Image 30: Eglises du Kremlin.                   Image 31: Mausolée de Lénine.             Image 32: Départ défilé du 7 novembre

Image 33: Défilé militaire du 7/11             Image 34: Murs du Kremlin enneigés    Image:35: La place rouge est blanche.

 

Et puis, je parcourus plein de pays et de villes. On peut citer en Europe Londres, Leipzig, Varsovie, Cracovie, Torun, Budapest, Brno, Zagreb, Milan, Madrid puis Dehradun aux Indes, Houston, Denver, Los Angeles aux USA, Calgary au Canada, Caracas au Vénézuela, Port Gentil au Gabon etc... Je n'ai que peu de photos, car mes déplacements étaient quasiment tous pour des assistances urgentes. J'en ai quand même quelques unes dont certains spécimens sont affichés ci-dessous. (Cf: Images 40 à 45).

Image 40: Buda dominant le Danube.     (Image 41: Pest et son palais. (Hongrie)      (Image 42: Château de Cracovie.

   Image 43: Transport bovin aux Indes.    Image 44; Village accroché à l'Himmalaya     Image 45: Musée de la NASA (Texas)

 

Et puis en 1977 et 1980, je fus envoyé à Pékin en Chine et de là (en 1980) jusqu'à Kaifeng plus au sud. A chaque fois ce fut pour un minimum de trois semaines (Cf; Images 50 à 55). Enfin en 1973 je fus embauché par Elf.

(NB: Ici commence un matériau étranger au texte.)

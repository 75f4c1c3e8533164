use pretty_assertions::assert_eq;

use opt_ir::{
    verify_function, Function, InstKind, Invalidation, Location, Type, Use, ValueId,
};

use crate::test_helpers::{lines, run_transform, BlockBuilder};

use super::MERGE_COND_FAILS;

fn merge(func: Function) -> (Function, bool, Invalidation) {
    let (func, changed, invalidated) = run_transform(&MERGE_COND_FAILS, func);
    verify_function(&func).unwrap();
    (func, changed, invalidated)
}

fn count_traps(func: &Function) -> usize {
    func.blocks()
        .flat_map(|block| func.insts(block))
        .filter(|&inst| matches!(func.kind(inst), InstKind::CondFail { .. }))
        .count()
}

// Merging

/// `[trap(a), trap(b), trap(c)]` → `[or(or(a, b), c), trap]`.
#[test]
fn three_traps_fold_left_to_right() {
    let mut b = BlockBuilder::new(3);
    let (x, y, z) = (b.arg(0), b.arg(1), b.arg(2));
    b.cond_fail(x, "msg");
    b.cond_fail(y, "msg");
    b.cond_fail(z, "msg");
    let (func, block) = b.finish();

    let (func, changed, invalidated) = merge(func);

    assert!(changed);
    assert_eq!(invalidated, Invalidation::INSTRUCTIONS);
    assert_eq!(
        lines(&func, block),
        [
            "%4 = builtin \"or\" (%0, %1) : $Int1",
            "%5 = builtin \"or\" (%4, %2) : $Int1",
            "cond_fail %5, \"msg\"",
            "%3 = tuple ()",
            "return %3",
        ]
    );
}

#[test]
fn merged_condition_uses_match_operands() {
    let mut b = BlockBuilder::new(3);
    let (x, y, z) = (b.arg(0), b.arg(1), b.arg(2));
    b.cond_fail(x, "msg");
    b.cond_fail(y, "msg");
    b.cond_fail(z, "msg");
    let (func, block) = b.finish();

    let (func, _, _) = merge(func);

    let insts: Vec<_> = func.insts(block).collect();
    let (first_or, second_or, trap) = (insts[0], insts[1], insts[2]);
    let inner = func.result(first_or).unwrap();
    let outer = func.result(second_or).unwrap();
    assert_eq!(func.operands(trap), &[outer]);
    assert_eq!(
        func.uses(outer),
        &[Use {
            user: trap,
            operand_index: 0
        }]
    );
    assert_eq!(
        func.uses(inner),
        &[Use {
            user: second_or,
            operand_index: 0
        }]
    );
    for (arg, user, index) in [(x, first_or, 0), (y, first_or, 1), (z, second_or, 1)] {
        assert_eq!(
            func.uses(arg),
            &[Use {
                user,
                operand_index: index
            }]
        );
    }
}

#[test]
fn merged_trap_takes_last_location() {
    let mut b = BlockBuilder::new(2);
    let (x, y) = (b.arg(0), b.arg(1));
    b.cond_fail_at(x, "msg", Location::new(10, 12));
    b.cond_fail_at(y, "msg", Location::new(20, 24));
    let (func, block) = b.finish();

    let (func, _, _) = merge(func);

    let insts: Vec<_> = func.insts(block).collect();
    assert_eq!(func.location(insts[0]), Location::new(20, 24));
    assert_eq!(func.location(insts[1]), Location::new(20, 24));
}

#[test]
fn pure_instructions_do_not_split_a_run() {
    let mut b = BlockBuilder::new(2);
    let (x, y) = (b.arg(0), b.arg(1));
    b.cond_fail(x, "msg");
    let either = b.or(x, y);
    b.debug_value(either);
    b.cond_fail(either, "msg");
    let (func, block) = b.finish();

    let (func, changed, _) = merge(func);

    assert!(changed);
    assert_eq!(count_traps(&func), 1);
    assert!(lines(&func, block).contains(&"%4 = builtin \"or\" (%0, %2) : $Int1".to_owned()));
}

#[test]
fn traps_in_different_blocks_do_not_merge() {
    let mut func = Function::new("two_blocks");
    let entry = func.add_block([Type::BOOL, Type::BOOL]);
    let exit = func.add_block([]);
    let args = func.block_args(entry).to_vec();
    let trap = |message: &str| InstKind::CondFail {
        message: message.to_owned(),
    };
    func.append_inst(entry, trap("msg"), &[args[0]], Location::UNKNOWN)
        .unwrap();
    func.append_inst(entry, InstKind::Br { target: exit }, &[], Location::UNKNOWN)
        .unwrap();
    func.append_inst(exit, trap("msg"), &[args[1]], Location::UNKNOWN)
        .unwrap();
    func.append_inst(exit, InstKind::Unreachable, &[], Location::UNKNOWN)
        .unwrap();

    let (func, changed, _) = merge(func);

    assert!(!changed);
    assert_eq!(count_traps(&func), 2);
}

#[test]
fn every_run_in_a_block_is_merged() {
    let mut b = BlockBuilder::new(4);
    let slot = b.stack_slot();
    b.cond_fail(b.arg(0), "msg");
    b.cond_fail(b.arg(1), "msg");
    b.store(b.arg(0), slot);
    b.cond_fail(b.arg(2), "msg");
    b.cond_fail(b.arg(3), "msg");
    let (func, block) = b.finish();

    let (func, changed, _) = merge(func);

    assert!(changed);
    assert_eq!(
        lines(&func, block),
        [
            "%4 = alloc_stack $Int1",
            "%6 = builtin \"or\" (%0, %1) : $Int1",
            "cond_fail %6, \"msg\"",
            "store %0 to %4",
            "%7 = builtin \"or\" (%2, %3) : $Int1",
            "cond_fail %7, \"msg\"",
            "%5 = tuple ()",
            "return %5",
        ]
    );
}

// Barriers

#[test]
fn store_blocks_merging() {
    let mut b = BlockBuilder::new(2);
    let slot = b.stack_slot();
    let (x, y) = (b.arg(0), b.arg(1));
    let first = b.cond_fail(x, "msg");
    b.store(x, slot);
    let second = b.cond_fail(y, "msg");
    let (func, block) = b.finish();
    let before = lines(&func, block);

    let (func, changed, invalidated) = merge(func);

    assert!(!changed);
    assert!(invalidated.is_empty());
    assert_eq!(lines(&func, block), before);
    assert!(func.is_live(first) && func.is_live(second));
}

#[test]
fn load_blocks_merging() {
    let mut b = BlockBuilder::new(2);
    let slot = b.stack_slot();
    b.cond_fail(b.arg(0), "msg");
    b.value(InstKind::Load, &[slot]);
    b.cond_fail(b.arg(1), "msg");
    let (func, _) = b.finish();

    let (func, changed, _) = merge(func);

    assert!(!changed);
    assert_eq!(count_traps(&func), 2);
}

#[test]
fn call_blocks_merging() {
    let mut b = BlockBuilder::new(2);
    let callee = b.value(
        InstKind::FunctionRef {
            symbol: "log".to_owned(),
            ty: Type::function(Vec::new(), Type::unit()),
        },
        &[],
    );
    b.cond_fail(b.arg(0), "msg");
    b.inst(InstKind::Apply, &[callee]);
    b.cond_fail(b.arg(1), "msg");
    let (func, _) = b.finish();

    let (func, changed, _) = merge(func);

    assert!(!changed);
    assert_eq!(count_traps(&func), 2);
}

// Overflow checks

#[test]
fn overflow_check_is_not_merged() {
    let mut b = BlockBuilder::new(1);
    let flag = b.overflow_flag();
    let overflow_trap = b.cond_fail(flag, "msg");
    let other = b.cond_fail(b.arg(0), "msg");
    let (func, _) = b.finish();

    let (func, changed, _) = merge(func);

    assert!(!changed);
    assert!(func.is_live(overflow_trap));
    assert!(func.is_live(other));
}

#[test]
fn overflow_check_splits_surrounding_runs() {
    let mut b = BlockBuilder::new(4);
    let flag = b.overflow_flag();
    b.cond_fail(b.arg(0), "msg");
    b.cond_fail(b.arg(1), "msg");
    let overflow_trap = b.cond_fail(flag, "msg");
    b.cond_fail(b.arg(2), "msg");
    b.cond_fail(b.arg(3), "msg");
    let (func, block) = b.finish();

    let (func, changed, _) = merge(func);

    assert!(changed);
    assert_eq!(count_traps(&func), 3);
    let traps: Vec<_> = func
        .insts(block)
        .filter(|&inst| matches!(func.kind(inst), InstKind::CondFail { .. }))
        .collect();
    assert_eq!(traps[1], overflow_trap);
}

#[test]
fn extract_from_plain_tuple_is_mergeable() {
    let mut b = BlockBuilder::new(2);
    let (x, y) = (b.arg(0), b.arg(1));
    let pair = b.value(InstKind::Tuple, &[x, y]);
    let field = b.value(InstKind::TupleExtract { field: 0 }, &[pair]);
    b.cond_fail(field, "msg");
    b.cond_fail(y, "msg");
    let (func, _) = b.finish();

    let (func, changed, _) = merge(func);

    assert!(changed);
    assert_eq!(count_traps(&func), 1);
}

// Messages

#[test]
fn different_messages_do_not_merge() {
    let mut b = BlockBuilder::new(2);
    let first = b.cond_fail(b.arg(0), "m1");
    let second = b.cond_fail(b.arg(1), "m2");
    let (func, block) = b.finish();
    let before = lines(&func, block);

    let (func, changed, _) = merge(func);

    assert!(!changed);
    assert_eq!(lines(&func, block), before);
    assert!(func.is_live(first) && func.is_live(second));
}

/// `trap(A, m1), trap(B, m2), trap(C, m1)`: each mismatch starts a new run,
/// so nothing merges and the order is kept.
#[test]
fn interleaved_messages_are_not_reordered() {
    let mut b = BlockBuilder::new(3);
    b.cond_fail(b.arg(0), "m1");
    b.cond_fail(b.arg(1), "m2");
    b.cond_fail(b.arg(2), "m1");
    let (func, block) = b.finish();
    let before = lines(&func, block);

    let (func, changed, _) = merge(func);

    assert!(!changed);
    assert_eq!(lines(&func, block), before);
}

#[test]
fn message_change_flushes_previous_run() {
    let mut b = BlockBuilder::new(4);
    b.cond_fail(b.arg(0), "m1");
    b.cond_fail(b.arg(1), "m1");
    b.cond_fail(b.arg(2), "m2");
    b.cond_fail(b.arg(3), "m2");
    let (func, block) = b.finish();

    let (func, _, _) = merge(func);

    assert_eq!(
        lines(&func, block),
        [
            "%5 = builtin \"or\" (%0, %1) : $Int1",
            "cond_fail %5, \"m1\"",
            "%6 = builtin \"or\" (%2, %3) : $Int1",
            "cond_fail %6, \"m2\"",
            "%4 = tuple ()",
            "return %4",
        ]
    );
}

// No-ops

#[test]
fn single_trap_is_untouched() {
    let mut b = BlockBuilder::new(1);
    let trap = b.cond_fail(b.arg(0), "msg");
    let (func, block) = b.finish();

    let (func, changed, invalidated) = merge(func);

    assert!(!changed);
    assert!(invalidated.is_empty());
    assert!(func.is_live(trap));
    assert_eq!(func.num_insts(), 3);
    assert_eq!(func.insts(block).next(), Some(trap));
}

#[test]
fn merging_twice_changes_nothing_more() {
    let mut b = BlockBuilder::new(3);
    b.cond_fail(b.arg(0), "msg");
    b.cond_fail(b.arg(1), "msg");
    b.cond_fail(b.arg(2), "other");
    let (func, block) = b.finish();

    let (once, changed, _) = merge(func);
    assert!(changed);
    let (twice, changed_again, _) = merge(once.clone());

    assert!(!changed_again);
    assert_eq!(lines(&twice, block), lines(&once, block));
}

#[test]
fn same_condition_twice_merges() {
    let mut b = BlockBuilder::new(1);
    let x: ValueId = b.arg(0);
    b.cond_fail(x, "msg");
    b.cond_fail(x, "msg");
    let (func, block) = b.finish();

    let (func, _, _) = merge(func);

    let printed = lines(&func, block);
    assert_eq!(
        &printed[..2],
        [
            "%2 = builtin \"or\" (%0, %0) : $Int1",
            "cond_fail %2, \"msg\"",
        ]
    );
}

       Image 50: La citée Interdite.                   Image 51; Détail Citée Interdite.              Image 52; La Grande Muraille.    

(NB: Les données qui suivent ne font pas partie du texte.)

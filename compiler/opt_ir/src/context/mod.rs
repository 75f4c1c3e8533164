//! The mutation bridge: the only sanctioned way for a pass to change IR.
//!
//! [`PassContext`] wraps exclusive access to one [`Function`] together with
//! the host's [`InvalidationListener`]. Every mutating operation validates
//! all of its preconditions first, then mutates operands and use-lists
//! together, then tells the host which cached facts went stale:
//!
//! - [`Invalidation::INSTRUCTIONS`] after any change to the instruction stream
//! - [`Invalidation::CALLS`] when a call-like instruction or its callee changes
//! - [`Invalidation::BRANCHES`] when a terminator is added or removed
//!
//! An `Err` from any operation means nothing was changed.

use bitflags::bitflags;

use crate::builder::Builder;
use crate::error::{IrError, Violation};
use crate::function::{Function, InsertPoint, InstId, ValueId};
use crate::inst::{InstClass, InstKind, TypedInst};

bitflags! {
    /// Which cached facts about a function a mutation made stale.
    #[derive(Clone, Copy, Debug, PartialEq, Eq, Hash, Default)]
    pub struct Invalidation: u8 {
        /// The general instruction stream changed.
        const INSTRUCTIONS = 1 << 0;
        /// Call-graph shape changed (call added, removed or retargeted).
        const CALLS = 1 << 1;
        /// Branch/terminator structure changed.
        const BRANCHES = 1 << 2;
    }
}

impl Invalidation {
    /// Facts invalidated by inserting or erasing an instruction of `kind`.
    pub fn for_kind(kind: &InstKind) -> Self {
        let mut inv = Invalidation::INSTRUCTIONS;
        if kind.is_call_like() {
            inv |= Invalidation::CALLS;
        }
        if kind.is_terminator() {
            inv |= Invalidation::BRANCHES;
        }
        inv
    }
}

/// Receiver of invalidation notifications, implemented by the host.
pub trait InvalidationListener {
    fn invalidate(&mut self, kind: Invalidation);
}

/// Accumulates notifications into a single set.
impl InvalidationListener for Invalidation {
    fn invalidate(&mut self, kind: Invalidation) {
        *self |= kind;
    }
}

/// How [`PassContext::erase_instruction`] treats remaining uses.
#[derive(Clone, Copy, Debug, PartialEq, Eq)]
pub enum EraseMode {
    /// The instruction's results must have no uses at all.
    InstructionOnly,
    /// Debug-only users of the results are erased first; any other use is
    /// an error.
    IncludingDebugOnlyUses,
}

/// Exclusive mutation access to one function for the duration of a pass.
pub struct PassContext<'f> {
    func: &'f mut Function,
    listener: &'f mut dyn InvalidationListener,
}

impl<'f> PassContext<'f> {
    pub fn new(func: &'f mut Function, listener: &'f mut dyn InvalidationListener) -> Self {
        Self { func, listener }
    }

    /// Read-only view of the function being transformed.
    #[inline]
    pub fn function(&self) -> &Function {
        &*self.func
    }

    /// Narrow `inst` to the instruction class `K`.
    pub fn narrow<K: InstClass>(&self, inst: InstId) -> Result<TypedInst<K>, IrError> {
        self.func.narrow(inst)
    }

    /// A builder inserting at `point`.
    ///
    /// The builder's default location is the anchor instruction's location
    /// (or the block's last instruction for [`InsertPoint::AtEnd`]).
    pub fn builder(&mut self, point: InsertPoint) -> Builder<'_, 'f> {
        Builder::new(self, point)
    }

    pub(crate) fn notify(&mut self, kind: Invalidation) {
        tracing::trace!(function = self.func.name(), ?kind, "invalidating analyses");
        self.listener.invalidate(kind);
    }

    pub(crate) fn func_mut(&mut self) -> &mut Function {
        &mut *self.func
    }

    /// Remove `inst` from its block.
    ///
    /// In [`EraseMode::IncludingDebugOnlyUses`] mode, debug-only users of
    /// the results are erased first. Erasing a terminator requires that a
    /// replacement terminator is already in place.
    pub fn erase_instruction(&mut self, inst: InstId, mode: EraseMode) -> Result<(), IrError> {
        if !self.func.is_live(inst) {
            return Err(Violation::StaleInstruction(inst).into());
        }

        let mut live_uses = 0;
        let mut debug_users: Vec<InstId> = Vec::new();
        for &result in self.func.results(inst) {
            for u in self.func.uses(result) {
                if mode == EraseMode::IncludingDebugOnlyUses && self.func.kind(u.user).is_debug_only()
                {
                    if !debug_users.contains(&u.user) {
                        debug_users.push(u.user);
                    }
                } else {
                    live_uses += 1;
                }
            }
        }
        if live_uses > 0 {
            return Err(Violation::LiveUses {
                inst,
                uses: live_uses,
            }
            .into());
        }

        let kind = self.func.kind(inst);
        if kind.is_terminator() {
            let block = self.func.inst_block(inst);
            let remaining_last = if self.func.last_inst(block) == Some(inst) {
                self.func.prev_inst(inst)
            } else {
                self.func.last_inst(block)
            };
            let replaced = remaining_last.is_some_and(|last| self.func.kind(last).is_terminator());
            if !replaced {
                return Err(Violation::MissingTerminator { block, inst }.into());
            }
        }
        let invalidation = Invalidation::for_kind(kind);

        for user in debug_users {
            self.func.remove_inst(user);
        }
        self.func.remove_inst(inst);
        self.notify(invalidation);
        Ok(())
    }

    /// Redirect every use of `of` to `with`.
    ///
    /// Afterwards `of` has no uses and `with` has gained exactly the
    /// redirected entries.
    pub fn replace_all_uses(&mut self, of: ValueId, with: ValueId) -> Result<(), IrError> {
        for value in [of, with] {
            if !self.func.is_live_value(value) {
                return Err(Violation::UnknownValue(value).into());
            }
        }
        let (expected, found) = (self.func.value_type(of), self.func.value_type(with));
        if !found.is_assignable_to(expected) {
            return Err(IrError::type_mismatch(expected, found));
        }
        if of == with || !self.func.has_uses(of) {
            return Ok(());
        }

        let moved = self.func.replace_all_uses_raw(of, with);
        let mut invalidation = Invalidation::INSTRUCTIONS;
        if moved
            .iter()
            .any(|u| self.func.kind(u.user).callee_operand() == Some(u.operand_index as usize))
        {
            invalidation |= Invalidation::CALLS;
        }
        self.notify(invalidation);
        Ok(())
    }

    /// Rebind operand `index` of `inst` to `value`.
    pub fn set_operand(&mut self, inst: InstId, index: usize, value: ValueId) -> Result<(), IrError> {
        if !self.func.is_live(inst) {
            return Err(Violation::StaleInstruction(inst).into());
        }
        let len = self.func.operands(inst).len();
        if index >= len {
            return Err(Violation::OperandOutOfRange { inst, index, len }.into());
        }
        if !self.func.is_live_value(value) {
            return Err(Violation::UnknownValue(value).into());
        }
        let old = self.func.operand(inst, index);
        let (expected, found) = (self.func.value_type(old), self.func.value_type(value));
        if !found.is_assignable_to(expected) {
            return Err(IrError::type_mismatch(expected, found));
        }
        if old == value {
            return Ok(());
        }

        let mut invalidation = Invalidation::INSTRUCTIONS;
        if self.func.kind(inst).callee_operand() == Some(index) {
            invalidation |= Invalidation::CALLS;
        }
        self.func.set_operand_raw(inst, index, value);
        self.notify(invalidation);
        Ok(())
    }
}
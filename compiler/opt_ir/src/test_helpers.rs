//! Shared test utilities for the IR modules.
//!
//! Only compiled in test builds.

use crate::function::{BlockId, Function, InstId, Location, ValueId};
use crate::inst::{BuiltinOp, InstKind};
use crate::types::Type;

/// A function with one entry block taking `n` Boolean arguments and no
/// instructions.
pub(crate) fn bool_args_func(n: usize) -> (Function, BlockId, Vec<ValueId>) {
    let mut func = Function::new("test");
    let block = func.add_block(std::iter::repeat(Type::BOOL).take(n));
    let args = func.block_args(block).to_vec();
    (func, block, args)
}

/// Location `n..n+1`, to tell instructions apart.
pub(crate) fn loc(n: u32) -> Location {
    Location::new(n, n + 1)
}

/// Append `kind` at the end of `block`.
pub(crate) fn append(func: &mut Function, block: BlockId, kind: InstKind, ops: &[ValueId]) -> InstId {
    func.append_inst(block, kind, ops, Location::UNKNOWN)
        .unwrap_or_else(|e| panic!("append failed: {e}"))
}

pub(crate) fn append_cond_fail(func: &mut Function, block: BlockId, cond: ValueId, msg: &str) -> InstId {
    append(
        func,
        block,
        InstKind::CondFail {
            message: msg.to_owned(),
        },
        &[cond],
    )
}

pub(crate) fn append_literal(func: &mut Function, block: BlockId, value: i64, bits: u16) -> ValueId {
    let inst = append(func, block, InstKind::IntegerLiteral { value, bits }, &[]);
    func.result(inst).unwrap_or_else(|| panic!("literal has a result"))
}

pub(crate) fn append_or(func: &mut Function, block: BlockId, lhs: ValueId, rhs: ValueId) -> ValueId {
    let inst = append(func, block, InstKind::Builtin(BuiltinOp::Or), &[lhs, rhs]);
    func.result(inst).unwrap_or_else(|| panic!("builtin has a result"))
}

/// Terminate `block` with `return ()`.
pub(crate) fn append_return_unit(func: &mut Function, block: BlockId) -> InstId {
    let unit = append(func, block, InstKind::Tuple, &[]);
    let unit = func.result(unit).unwrap_or_else(|| panic!("tuple has a result"));
    append(func, block, InstKind::Return, &[unit])
}

/// Instruction mnemonics of `block`, in layout order.
pub(crate) fn mnemonics(func: &Function, block: BlockId) -> Vec<&'static str> {
    func.insts(block).map(|i| func.kind(i).mnemonic()).collect()
}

Image 53:(Kaifeng) Cordonnier au travail.        Image 54: La récolte du Riz.       Image 55:(Kaifeng) La vie de tous les jours.

 

ELF puis TOTAL

Je fus alors obligé de me trouver un logement pour moi seul dans la banlieue parisienne, mais chaque weekend je pouvais retourner chez moi à St Germain sur Moine; ma famille put donc rester en place. Je devais presque toutes le deux semaines passer aussi quelques jours à Pau pour m'occuper, comme à Paris, du parc de traceurs numériques. Puis, je fus muté à Pau et j'y partis avec toute ma famille et nous sommes restés dans la Béarn après avoir fait construire à Lalongue dans le nord de la région. Je bougeais beaucoup moins quoique je dus retourner un court temps en Israel, puis à Houston et enfin à Bruxelles pour y suivre une formation sur un nouveau traceur rapide n'utilisant plus comme source lumineuse un tube à rayons cathodiques mais un laser. Ce fut une bonne transition et je pus même adapter le laser à réaliser des scans de cartes ou même de photos d'écrans (ceci me valut une prime d'innovation). Ceci dura quelques années, puis je finis par travailler à l'installation de réseaux filaires internes et, de ce fait, je fus envoyé à Pointe Noire au Congo Brazzaville pour y noter toutes les installations en place mais qui n'avaient pas été repertoriées. Arriva enfin le retraite et ma tranquillité à Lalongue en fin 1994.

Quelques remarques.

Tous ces voyages ne me donnèrent que peu de temps pour faire du tourisme. Toutefois mes dimanches étaient souvent libres et je pus occasionnellement en profiter. Ainsi en Egypte, je pus assister à un son et lumière aux pyramides et visiter le musée du Caire. En Russie on me fit visiter le Kremlin, assister à un concert de musique classique, et j'assistai à un office religieux copte dans un église ouverte de Moscou. En Chine je pus visiter la citée interdite, le Jardin d'Eté et aller trotter sur la grande muraille. Aux Etats Unis, je pus visiter le musée de la NASA proche de Houston. Mes autres distractions des journées libres furent le plus souvent en marchant de visiter le centre des villes et leurs monuments. Voilà, maintenant c'est le grand repos...

Merci à toute ma famille et particulièrement Mauricette qui pendant toutes mes absences s'occupa de tout merveilleusement; merci aussi à mes deux enfants qui ne m'ont jamais tenu rigueur de mes nombreuses absences.